Menace constante des groupes islamistes armés
Bazoum, lui, se réjouit de la victoire de la « continuité », loue la « sagesse » de son adversaire et souhaite que tous deux regardent « dans la même direction ». Pilier de l’appareil du Parti nigérien pour la démocratie et le socialisme (qu’il a fondé avec Issoufou), ce professeur de philosophie, issu de la minorité arabe, ancien marxiste converti à la social-démocratie, a joué en coulisses, ces dix dernières années, un rôle clé au cœur du pouvoir comme dans les relations avec les puissances étrangères.

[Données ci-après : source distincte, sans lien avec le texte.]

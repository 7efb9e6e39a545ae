//! Scratch storage for uploaded images.

use crate::errors::ApiError;
use anyhow::Context;
use std::{
    fs,
    path::{Path, PathBuf},
};
use uuid::Uuid;

pub const ALLOWED_EXTENSIONS: [&str; 3] = ["png", "jpg", "jpeg"];

/// Validate a client file name and return its lowercased extension.
pub fn validate_filename(filename: &str) -> Result<String, ApiError> {
    if filename.is_empty() {
        return Err(ApiError::InvalidInput("No file selected".to_string()));
    }

    allowed_extension(filename).ok_or_else(|| {
        ApiError::InvalidInput("Invalid file type. Please upload PNG or JPG".to_string())
    })
}

fn allowed_extension(filename: &str) -> Option<String> {
    let (_, ext) = filename.rsplit_once('.')?;
    let ext = ext.to_lowercase();
    ALLOWED_EXTENSIONS.contains(&ext.as_str()).then_some(ext)
}

/// Reduce a client supplied name to `[A-Za-z0-9_.-]`, with no path
/// separators and no leading or trailing dots and underscores.
///
/// Only used for logging; stored files are named by a fresh id.
pub fn secure_filename(filename: &str) -> String {
    let flattened: String = filename
        .chars()
        .filter(char::is_ascii)
        .map(|c| if c == '/' || c == '\\' { ' ' } else { c })
        .collect();

    flattened
        .split_whitespace()
        .collect::<Vec<_>>()
        .join("_")
        .chars()
        .filter(|c| c.is_ascii_alphanumeric() || matches!(c, '_' | '.' | '-'))
        .collect::<String>()
        .trim_matches(|c| c == '.' || c == '_')
        .to_string()
}

/// An uploaded image stored as `<upload_dir>/<uuid>.<ext>`.
///
/// The file is removed when the value is dropped, on every exit path of
/// the request. Removal errors are logged and otherwise ignored.
#[derive(Debug)]
pub struct ScratchUpload {
    id: Uuid,
    extension: String,
    path: PathBuf,
}

impl ScratchUpload {
    pub async fn persist(upload_dir: &Path, extension: &str, bytes: &[u8]) -> anyhow::Result<Self> {
        let id = Uuid::new_v4();
        let path = upload_dir.join(format!("{}.{}", id, extension));

        tokio::fs::write(&path, bytes)
            .await
            .with_context(|| format!("failed to save upload to {}", path.display()))?;

        Ok(Self {
            id,
            extension: extension.to_string(),
            path,
        })
    }

    pub fn id(&self) -> Uuid {
        self.id
    }

    pub fn extension(&self) -> &str {
        &self.extension
    }

    pub fn path(&self) -> &Path {
        &self.path
    }

    /// `<uuid>.<ext>`, also the name of the annotated artifact.
    pub fn file_name(&self) -> String {
        format!("{}.{}", self.id, self.extension)
    }
}

impl Drop for ScratchUpload {
    fn drop(&mut self) {
        // Sync unlink of one small file; fine on a runtime worker.
        if let Err(e) = fs::remove_file(&self.path) {
            tracing::warn!(path = %self.path.display(), error = %e, "Failed to remove upload");
        }
    }
}
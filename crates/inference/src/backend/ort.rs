use super::{InferenceBackend, InferenceOutput};
use crate::config::{ExecutionProvider, InferenceConfig};
use anyhow::Context;
use ndarray::{Array, IxDyn};
use ort::{
    session::{Session, builder::GraphOptimizationLevel},
    value::TensorRef,
};

/// Tensor names of an Ultralytics YOLO ONNX export.
const INPUT_NAME: &str = "images";
const OUTPUT_NAME: &str = "output0";

pub struct OrtBackend {
    session: Session,
}

impl OrtBackend {
    /// Load model with specified execution provider
    pub fn load_model_with_provider(
        path: &str,
        provider: ExecutionProvider,
    ) -> anyhow::Result<Self> {
        // Initialize ORT environment (idempotent)
        let _ = ort::init().commit();

        let mut builder = Session::builder()?
            .with_optimization_level(GraphOptimizationLevel::Level3)?
            .with_intra_threads(4)?;

        match provider {
            #[cfg(not(feature = "cuda"))]
            ExecutionProvider::Cuda => {
                tracing::warn!("Built without the `cuda` feature, using the CPU execution provider");
            }
            #[cfg(feature = "cuda")]
            ExecutionProvider::Cuda => {
                tracing::info!("Initializing ONNX Runtime with CUDA execution provider");
                builder = builder.with_execution_providers([
                    ort::execution_providers::CUDAExecutionProvider::default()
                        .with_device_id(0)
                        .build()
                        .error_on_failure(),
                ])?;
            }
            ExecutionProvider::Cpu => {
                tracing::info!("Initializing ONNX Runtime with CPU execution provider");
            }
        }

        let session = builder
            .commit_from_file(path)
            .with_context(|| format!("failed to load model from {}", path))?;

        tracing::info!(path, "Model loaded");
        Ok(Self { session })
    }
}

impl InferenceBackend for OrtBackend {
    fn load_model(config: &InferenceConfig) -> anyhow::Result<Self> {
        Self::load_model_with_provider(&config.model_path, config.execution_provider)
    }

    fn infer(&mut self, images: &Array<f32, IxDyn>) -> anyhow::Result<InferenceOutput> {
        let outputs = self.session.run(ort::inputs![
            INPUT_NAME => TensorRef::from_array_view(images.view())?
        ])?;

        let predictions = outputs[OUTPUT_NAME].try_extract_array::<f32>()?;

        Ok(InferenceOutput {
            predictions: predictions.into_owned(),
        })
    }
}
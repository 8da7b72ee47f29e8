//! Pharmacy API source: flat records, simpler than clinics.
//!
//! Pharmacies share the clinic listing's page envelope and operating-hours
//! text format, but carry coordinates inline and never offer telehealth or
//! direct patient intake.

use chrono::{DateTime, Utc};
use serde::Deserialize;
use serde_json::Value;
use tracing::warn;

use caremap_core::{HourInterval, normalize_hours};

use crate::types::{BookingChannel, ChannelType, Facility};
use crate::util::{clean_phone, generate_slug};

/// A raw pharmacy record as served by the API.
#[derive(Debug, Clone, Default, Deserialize)]
#[serde(default)]
pub struct PharmacyRecord {
    pub name: String,
    pub slug: Option<String>,
    pub website: Option<String>,
    pub email: Option<String>,
    pub phone_number: Option<String>,
    pub address: String,
    pub city: String,
    pub province: String,
    pub country: Option<String>,
    pub longitude: Option<f64>,
    pub latitude: Option<f64>,
    pub is_delivery_pharmacy: bool,
    pub operating_hours: Option<Value>,
}

/// Decode one listing entry, skipping records that don't fit the shape.
pub fn parse_record(value: &Value) -> Option<PharmacyRecord> {
    match serde_json::from_value(value.clone()) {
        Ok(record) => Some(record),
        Err(err) => {
            warn!(%err, "skipping undecodable pharmacy record");
            None
        }
    }
}

/// Transform a pharmacy record into the common facility schema.
///
/// Pharmacies don't take on patients or run telehealth; "bookable online"
/// just means they have a website.
pub fn transform_facility(record: &PharmacyRecord, now: DateTime<Utc>) -> Facility {
    let name = record.name.trim().to_string();
    let slug = record
        .slug
        .clone()
        .filter(|s| !s.is_empty())
        .unwrap_or_else(|| generate_slug(&name, "pharmacy", now));

    Facility {
        name,
        slug,
        facility_type: "pharmacy".to_string(),
        website: record.website.clone(),
        email: record.email.clone(),
        phone: clean_phone(record.phone_number.as_deref()),
        address_line1: record.address.clone(),
        city: record.city.clone(),
        province: record.province.clone(),
        country: record
            .country
            .clone()
            .filter(|c| !c.is_empty())
            .unwrap_or_else(|| "Canada".to_string()),
        longitude: record.longitude,
        latitude: record.latitude,
        accepts_new_patients: false,
        is_bookable_online: record.website.is_some(),
        has_telehealth: false,
        status: "active".to_string(),
    }
}

/// Contact channels: website, phone, and email, whichever are present.
pub fn transform_booking_channels(
    facility_id: &str,
    record: &PharmacyRecord,
    now: DateTime<Utc>,
) -> Vec<BookingChannel> {
    let mut channels = Vec::new();

    if let Some(url) = record.website.clone().filter(|u| !u.is_empty()) {
        channels.push(BookingChannel {
            facility_id: facility_id.to_string(),
            channel_type: ChannelType::Web,
            label: "Pharmacy Website".to_string(),
            url: Some(url),
            phone: None,
            email: None,
            external_provider: Some(crate::cortico::SOURCE.to_string()),
            is_active: true,
            last_checked_at: now,
        });
    }

    if record.phone_number.as_deref().is_some_and(|p| !p.is_empty()) {
        channels.push(BookingChannel {
            facility_id: facility_id.to_string(),
            channel_type: ChannelType::Phone,
            label: "Phone Contact".to_string(),
            url: None,
            phone: clean_phone(record.phone_number.as_deref()),
            email: None,
            external_provider: None,
            is_active: true,
            last_checked_at: now,
        });
    }

    if let Some(email) = record.email.clone().filter(|e| !e.is_empty()) {
        channels.push(BookingChannel {
            facility_id: facility_id.to_string(),
            channel_type: ChannelType::Email,
            label: "Email Contact".to_string(),
            url: None,
            phone: None,
            email: Some(email),
            external_provider: None,
            is_active: true,
            last_checked_at: now,
        });
    }

    channels
}

/// Operating hours use the same free-form text format as clinics.
pub fn transform_operating_hours(facility_id: &str, record: &PharmacyRecord) -> Vec<HourInterval> {
    normalize_hours(facility_id, record.operating_hours.as_ref())
}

Comme ministre de l’Intérieur, puis comme ministre d’État après la réélection d’Issoufou en 2016, il s’est trouvé en première ligne de l’inextricable défi sécuritaire posé dans ce pays en proie à l’activisme des groupes islamistes armés, depuis les innombrables produits dérivés d’al-Qaida au Maghreb islamique jusqu’à la secte nigériane Boko Haram, qui n’ont cessé d’étendre, ces dernières années, l’aire de leurs attaques. Bazoum prend la tête du Niger au pire moment, alors que l’échec du déploiement militaire français dans le Sahel est manifeste, avec l’enlisement de l’opération « Barkhane » et l’impossible passage de relais aux armées de la région, dépassées par l’insaisissable guérilla djihadiste – des « métastases du cancer terroriste », dit-il.
42 % de la population vit dans l’extrême pauvreté
Dans le onzième pays le plus pauvre du monde, où le géant français Orano (ex-Areva) exploite depuis un demi-siècle des gisements d’uranium en dictant ses conditions, le nouveau président jure de faire des infrastructures, de l’éducation, de l’accès aux soins, de la protection sociale et du contrôle des naissances ses priorités. Il parie, pour financer de telles politiques, sur la rente promise par la montée en puissance de l’exploitation pétrolière, avec le début prévu des exportations d’hydrocarbures en 2022. Une ressource qui pourrait encore aiguiser d’obscurs appétits, dans le sillage des scandales politico-financiers qui ont secoué l’ère Issoufou.
Le nouveau chef d’État, dont le nom n’est pas cité dans les affaires de détournements de fonds publics ayant éclaboussé les mandats de son prédécesseur, promet « des audits » dans les institutions publiques pour mettre un terme aux « pratiques de corruption qui décrédibilisent la démocratie ». Dans une zone instable, avec 24 % des jeunes au chômage et près de 42 % de la population vivant dans l’extrême pauvreté, Bazoum, au pouvoir, devra, très vite, dégager d’autres horizons que celui de la « continuité ».